◆ **Activity**: Copy each line of the data that has "println" in it.
Records for the task below:
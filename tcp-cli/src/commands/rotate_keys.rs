// tcp-cli: rotate-keys
// Stages fresh validator keypairs for a new epoch. The staged keystore
// moves today's public keys into the overlap slot; node secrets land in a
// separate per-epoch file for distribution to the validators.

use crate::error::CliError;
use ed25519_dalek::SigningKey;
use rand::rngs::OsRng;
use serde::{Deserialize, Serialize};
use std::collections::BTreeMap;
use std::path::{Path, PathBuf};
use tcp_config::TcpConfig;
use tcp_crypto::keystore::KeystoreFile;

/// Per-epoch node secrets, hex-encoded seeds. Distributed out of band.
#[derive(Debug, Serialize, Deserialize)]
pub struct NodeKeyFile {
    pub epoch: u64,
    pub nodes: Vec<NodeKeyEntry>,
}

#[derive(Debug, Serialize, Deserialize)]
pub struct NodeKeyEntry {
    pub validator_id: u16,
    pub secret_seed: String,
}

pub fn run(config: &TcpConfig, epoch: u64) -> Result<(), CliError> {
    let keystore_path = Path::new(&config.keystore.path);
    let current = KeystoreFile::load(keystore_path)?;
    let snapshot = current.to_snapshot()?;

    let mut new_keys = BTreeMap::new();
    let mut secrets = Vec::new();
    for id in snapshot.validator_ids() {
        let signing = SigningKey::generate(&mut OsRng);
        new_keys.insert(id, signing.verifying_key());
        secrets.push(NodeKeyEntry {
            validator_id: id,
            secret_seed: hex::encode(signing.to_bytes()),
        });
    }

    let rotated = snapshot.rotated(epoch, new_keys)?;
    let staged_path = staged_path(keystore_path);
    KeystoreFile::from_snapshot(&rotated).save(&staged_path)?;

    let secrets_path = PathBuf::from(format!("tcp-node-keys-{epoch}.toml"));
    let node_file = NodeKeyFile {
        epoch,
        nodes: secrets,
    };
    std::fs::write(
        &secrets_path,
        toml::to_string_pretty(&node_file).map_err(|e| CliError::Runtime(e.to_string()))?,
    )
    .map_err(|e| CliError::Runtime(e.to_string()))?;

    println!(
        "staged epoch {epoch}: {} validator keys",
        rotated.validator_count()
    );
    println!("  staged keystore: {}", staged_path.display());
    println!("  node secrets:    {}", secrets_path.display());
    println!("activate by replacing the keystore file at the epoch boundary");
    Ok(())
}

fn staged_path(keystore_path: &Path) -> PathBuf {
    let mut name = keystore_path
        .file_name()
        .map(|n| n.to_string_lossy().into_owned())
        .unwrap_or_else(|| "keystore.toml".to_string());
    name.push_str(".staged");
    keystore_path.with_file_name(name)
}

#[cfg(test)]
mod tests {
    #![allow(clippy::unwrap_used)]
    use super::*;
    use tcp_crypto::keystore::generate;

    #[test]
    fn test_rotate_stages_files() {
        let dir = tempfile::tempdir().unwrap();
        let keystore_path = dir.path().join("keystore.toml");
        let cluster = generate(1, 3);
        KeystoreFile::from_snapshot(&cluster.snapshot)
            .save(&keystore_path)
            .unwrap();

        let mut config = TcpConfig::default();
        config.keystore.path = keystore_path.to_string_lossy().into_owned();

        let cwd = std::env::current_dir().unwrap();
        std::env::set_current_dir(dir.path()).unwrap();
        let result = run(&config, 2);
        std::env::set_current_dir(cwd).unwrap();
        result.unwrap();

        let staged = KeystoreFile::load(&dir.path().join("keystore.toml.staged"))
            .unwrap()
            .to_snapshot()
            .unwrap();
        assert_eq!(staged.epoch(), 2);
        assert_eq!(staged.previous_epoch(), Some(1));
        // Overlap keys are the old current keys
        assert_eq!(
            staged.verifying_key(1, 1).unwrap(),
            cluster.snapshot.verifying_key(1, 1).unwrap()
        );
    }

    #[test]
    fn test_stale_epoch_is_config_error() {
        let dir = tempfile::tempdir().unwrap();
        let keystore_path = dir.path().join("keystore.toml");
        let cluster = generate(5, 1);
        KeystoreFile::from_snapshot(&cluster.snapshot)
            .save(&keystore_path)
            .unwrap();

        let mut config = TcpConfig::default();
        config.keystore.path = keystore_path.to_string_lossy().into_owned();

        let err = run(&config, 5).unwrap_err();
        assert_eq!(err.exit_code(), 2);
    }
}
End of Records for the task.
◆ **Exercise answer**:
    println!(
    println!("  staged keystore: {}", staged_path.display());
    println!("  node secrets:    {}", secrets_path.display());
    println!("activate by replacing the keystore file at the epoch boundary");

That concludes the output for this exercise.